++++ STUDY MATERIAL

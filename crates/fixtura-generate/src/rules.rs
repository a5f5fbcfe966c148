use std::fmt;

use chrono::NaiveDate;
use rand_chacha::ChaCha8Rng;

use fixtura_core::EntityShape;

use crate::errors::GenerationError;
use crate::random::RandomSource;

/// What a rule sees while one entity is being built.
pub struct RuleContext<'a> {
    source: &'a mut RandomSource,
    shape: &'static str,
    field: &'static str,
    entity: u32,
}

impl<'a> RuleContext<'a> {
    pub fn new(source: &'a mut RandomSource, shape: &'static str, entity: u32) -> Self {
        Self {
            source,
            shape,
            field: "",
            entity,
        }
    }

    pub fn rng(&mut self) -> &mut ChaCha8Rng {
        self.source.rng()
    }

    /// Source for building owned sub-entities with the same draws.
    pub fn source(&mut self) -> &mut RandomSource {
        &mut *self.source
    }

    pub fn reference_date(&self) -> NaiveDate {
        self.source.reference_date()
    }

    /// Identifier of the entity under construction.
    pub fn entity(&self) -> u32 {
        self.entity
    }

    /// Field whose rule is running.
    pub fn field(&self) -> &'static str {
        self.field
    }

    /// Build a rule failure for the current field.
    pub fn fail(&self, message: impl Into<String>) -> GenerationError {
        GenerationError::RuleEvaluation {
            shape: self.shape,
            field: self.field,
            entity: self.entity,
            message: message.into(),
        }
    }
}

type ApplyFn<T> = Box<dyn Fn(&mut RuleContext<'_>, &mut T) -> Result<(), GenerationError>>;

struct FieldRule<T> {
    field: &'static str,
    apply: ApplyFn<T>,
}

/// Ordered field rules for one entity shape.
pub struct RuleSet<T> {
    rules: Vec<FieldRule<T>>,
    strict: bool,
}

impl<T: EntityShape> Default for RuleSet<T> {
    fn default() -> Self {
        Self::new()
    }
}

impl<T> fmt::Debug for RuleSet<T> {
    fn fmt(&self, f: &mut fmt::Formatter<'_>) -> fmt::Result {
        f.debug_struct("RuleSet")
            .field(
                "fields",
                &self.rules.iter().map(|rule| rule.field).collect::<Vec<_>>(),
            )
            .field("strict", &self.strict)
            .finish()
    }
}

impl<T: EntityShape> RuleSet<T> {
    /// Empty rule set with strict mode on.
    pub fn new() -> Self {
        Self {
            rules: Vec::new(),
            strict: true,
        }
    }

    /// Toggle strict mode. Without it, fields lacking a rule keep their
    /// default value.
    pub fn strict(mut self, strict: bool) -> Self {
        self.strict = strict;
        self
    }

    pub fn is_strict(&self) -> bool {
        self.strict
    }

    /// Register the rule for `field`.
    ///
    /// `rule` receives the context and the entity built so far and returns
    /// the field value, which `set` writes before the next rule runs.
    /// Registering a field again replaces its rule in place.
    pub fn rule_for<V, S, R>(mut self, field: &'static str, set: S, rule: R) -> Self
    where
        S: Fn(&mut T, V) + 'static,
        R: Fn(&mut RuleContext<'_>, &T) -> Result<V, GenerationError> + 'static,
    {
        let apply: ApplyFn<T> = Box::new(move |ctx: &mut RuleContext<'_>, entity: &mut T| {
            let value = rule(ctx, entity)?;
            set(entity, value);
            Ok(())
        });

        match self.rules.iter_mut().find(|existing| existing.field == field) {
            Some(existing) => existing.apply = apply,
            None => self.rules.push(FieldRule { field, apply }),
        }
        self
    }

    pub fn has_rule(&self, field: &str) -> bool {
        self.rules.iter().any(|rule| rule.field == field)
    }

    /// Registered fields, in evaluation order.
    pub fn fields(&self) -> impl Iterator<Item = &'static str> + '_ {
        self.rules.iter().map(|rule| rule.field)
    }

    /// Check the rules against the shape's declared fields.
    ///
    /// In strict mode every unruled field is reported before any rule for an
    /// undeclared field.
    pub fn validate(&self) -> Result<(), GenerationError> {
        if self.strict {
            let missing: Vec<&'static str> = T::FIELDS
                .iter()
                .copied()
                .filter(|field| !self.has_rule(field))
                .collect();
            if !missing.is_empty() {
                return Err(GenerationError::MissingRules {
                    shape: T::NAME,
                    fields: missing,
                });
            }
        }

        if let Some(rule) = self
            .rules
            .iter()
            .find(|rule| !T::FIELDS.contains(&rule.field))
        {
            return Err(GenerationError::UnknownField {
                shape: T::NAME,
                field: rule.field,
            });
        }

        Ok(())
    }

    /// Apply every rule to `entity`, in declaration order.
    pub fn evaluate(&self, ctx: &mut RuleContext<'_>, entity: &mut T) -> Result<(), GenerationError> {
        for rule in &self.rules {
            ctx.field = rule.field;
            (rule.apply)(ctx, entity)?;
        }
        Ok(())
    }
}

++++++++

> [ASSIGNMENT]:
Pick out and copy the lines of the entries that hold the string "RuleSet".

> [RESPONSE TO THIS EXERCISE]:
pub struct RuleSet<T> {
impl<T: EntityShape> Default for RuleSet<T> {
impl<T> fmt::Debug for RuleSet<T> {
        f.debug_struct("RuleSet")
impl<T: EntityShape> RuleSet<T> {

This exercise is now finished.